28.03.2008

Et entendre ton rire qui lézarde les murs, qui sait surtout guérir mes blessures .

28 mars. En plus du fait qu'on soit vendredi, que la semaine soit enfin terminé, que je ne me sois pas complètement planté à mon contrôle de maths hier, c'est son anniversaire.C'est l'épidémie des anniversaires en ce moment, mais celui ci me touche plus particulièrement. Je remarque que je n'ai parlé d'Elle ici que pour parler de sa maladie. Mais aujourd'hui, j'ai envie de parler de tout le reste, du plus important.
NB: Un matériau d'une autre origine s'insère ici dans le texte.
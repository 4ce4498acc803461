//! Caching layer for geocoding answers.
//!
//! Public geocoders are slow and rate limited, and users tend to type the
//! same handful of small towns. Answers are cached per lowercase city name,
//! including confirmed "no such place" answers. Errors are never cached, so
//! a transient outage does not stick.

use std::time::Duration;

use futures::FutureExt;
use futures::future::BoxFuture;
use moka::future::Cache as MokaCache;
use tracing::trace;

use crate::domain::PostalCode;
use crate::geocode::{GeocodeError, Geocoder};

/// Configuration for the geocoding cache.
#[derive(Debug, Clone)]
pub struct CacheConfig {
    /// TTL for cached entries.
    pub ttl: Duration,

    /// Maximum number of cached entries.
    pub max_capacity: u64,
}

impl Default for CacheConfig {
    fn default() -> Self {
        Self {
            ttl: Duration::from_secs(60 * 60),
            max_capacity: 10_000,
        }
    }
}

/// Geocoder wrapper that caches answers of the inner geocoder.
pub struct CachedGeocoder<G> {
    inner: G,
    answers: MokaCache<String, Option<PostalCode>>,
}

impl<G: Geocoder> CachedGeocoder<G> {
    /// Create a new cached geocoder.
    pub fn new(inner: G, config: &CacheConfig) -> Self {
        let answers = MokaCache::builder()
            .time_to_live(config.ttl)
            .max_capacity(config.max_capacity)
            .build();

        Self { inner, answers }
    }

    /// Look up `city`, consulting the cache first.
    pub async fn lookup(&self, city: &str) -> Result<Option<PostalCode>, GeocodeError> {
        let key = city.trim().to_lowercase();

        if let Some(cached) = self.answers.get(&key).await {
            trace!(city = %key, "geocode cache hit");
            return Ok(cached);
        }

        let answer = self.inner.lookup_postal_code(city).await?;
        self.answers.insert(key, answer).await;

        Ok(answer)
    }

    /// Access the wrapped geocoder.
    pub fn inner(&self) -> &G {
        &self.inner
    }

    /// Get cache statistics.
    pub fn entry_count(&self) -> u64 {
        self.answers.entry_count()
    }

    /// Invalidate all cached entries.
    pub fn invalidate_all(&self) {
        self.answers.invalidate_all();
    }
}

impl<G: Geocoder> Geocoder for CachedGeocoder<G> {
    fn lookup_postal_code<'a>(
        &'a self,
        city: &'a str,
    ) -> BoxFuture<'a, Result<Option<PostalCode>, GeocodeError>> {
        self.lookup(city).boxed()
    }
}

#[cfg(test)]
mod tests {
    use super::*;
    use crate::geocode::MockGeocoder;

    #[test]
    fn default_config() {
        let config = CacheConfig::default();
        assert_eq!(config.ttl, Duration::from_secs(3600));
        assert_eq!(config.max_capacity, 10_000);
    }

    #[tokio::test]
    async fn repeated_lookup_hits_cache() {
        let mock = MockGeocoder::new().with_place("zwiesel", "94227");
        let cached = CachedGeocoder::new(mock.clone(), &CacheConfig::default());

        let first = cached.lookup("zwiesel").await.unwrap();
        let second = cached.lookup("Zwiesel ").await.unwrap();

        assert_eq!(first, second);
        assert_eq!(first.unwrap().as_str(), "94227");
        assert_eq!(mock.call_count(), 1);
    }

    #[tokio::test]
    async fn misses_are_cached() {
        let mock = MockGeocoder::new();
        let cached = CachedGeocoder::new(mock.clone(), &CacheConfig::default());

        assert!(cached.lookup("atlantis").await.unwrap().is_none());
        assert!(cached.lookup("atlantis").await.unwrap().is_none());
        assert_eq!(mock.call_count(), 1);
    }

    #[tokio::test]
    async fn errors_are_not_cached() {
        let mock = MockGeocoder::new().failing("down");
        let cached = CachedGeocoder::new(mock.clone(), &CacheConfig::default());

        assert!(cached.lookup("zwiesel").await.is_err());
        assert!(cached.lookup("zwiesel").await.is_err());
        assert_eq!(mock.call_count(), 2);
    }

    #[tokio::test]
    async fn entries_count_distinct_cities() {
        let mock = MockGeocoder::new().with_place("zwiesel", "94227");
        let cached = CachedGeocoder::new(mock, &CacheConfig::default());

        cached.lookup("zwiesel").await.unwrap();
        cached.lookup("ZWIESEL").await.unwrap();
        cached.lookup("atlantis").await.unwrap();
        cached.answers.run_pending_tasks().await;

        assert_eq!(cached.entry_count(), 2);
        assert_eq!(cached.inner().call_count(), 2);
    }

    #[tokio::test]
    async fn invalidate_forces_refetch() {
        let mock = MockGeocoder::new().with_place("zwiesel", "94227");
        let cached = CachedGeocoder::new(mock.clone(), &CacheConfig::default());

        cached.lookup("zwiesel").await.unwrap();
        cached.invalidate_all();
        cached.lookup("zwiesel").await.unwrap();
        assert_eq!(mock.call_count(), 2);
    }

    #[tokio::test]
    async fn usable_as_trait_object() {
        let mock = MockGeocoder::new().with_place("zwiesel", "94227");
        let geocoder: Box<dyn Geocoder> =
            Box::new(CachedGeocoder::new(mock, &CacheConfig::default()));
        let code = geocoder.lookup_postal_code("zwiesel").await.unwrap();
        assert_eq!(code.unwrap().as_str(), "94227");
    }
}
Ca fait plusieurs fois que j'efface & que je recommence, car c'est un peu dur de trouver les mots, sans être trop maladroite. Je n'ai pas l'habitude d'étaler mes sentiments comme ça. Mais, Elle, elle représente tout. On a jamais eu le genre de relation mère/fille dont tout le monde parle, où je suis supposée tout lui raconter, où elle est supposée me conseiller, tout ça, sans tabous. Non, elle sait quand je ne vais pas bien. Elle me prend dans ses bras, je lui dis que je suis fatiguée, elle insiste un instant et comprend si j'ai besoin de parler ou pas. Elle me fait sourire, ou rire, et me fait penser à autre chose. L'espace d'un instant. Je n'ai pas eu la relation mère/fille où je lui parle de mes " amours ", où je lui raconte ce qui c'est passé dans les moindres détails au collège. Je n'y ai pas été habituée, et je ne pense pas que j'aurai réussi. Parce qu'elle n'était pas là quand je rentrais, elle travaillait encore, elle arrivait à la maison vers 20h, et j'étais supposée déjà dormir. Mais j'attendais qu'elle arrive, pour entendre sa voix, la voir doucement rentrer dans notre chambre, et nous regarder dormir. Maintenant, c'est différent. Mais au final, c'est toujours un peu pareil. On ne se sent pas obligés de tout se raconter, on se comprend. Ou du moins elle me comprend.

Elle, c'est son sourire à tout va, même quand ça va pas. C'est son sourire, alors que ses yeux sont embués de larmes quand ma sœur retourne à Paris. C'est son sourire, le mercredi matin, quand elle se réveille, même si fatiguée, même si énervée par son traitement, elle sourit.  Parce qu'elle sait ce qu'il représente pour nous, son sourire. Je sais qu'aujourd'hui c'est son anniversaire, qu'elle va rentrer ce soir, qu'elle va attendre qu'on lui dise qu'on a préparer un vrai repas, juste Alais & moi. Même si mon père nous aura bien aidé. Hum, même beaucoup. Elle va sourire quand on chantera " Happy Birthday to you, mum . " C'est celle qui m'exaspère quand elle regarde le football avec moi. Parce que je suis déjà plus que stressée, et qu'elle est là  ' Mais accélère, arrêtez de faire des passes. COUREZ, marquez. OH! Mettez en un au fond au moins." et " Ils sont nuls, comment tu fais? " . Merci, maman. 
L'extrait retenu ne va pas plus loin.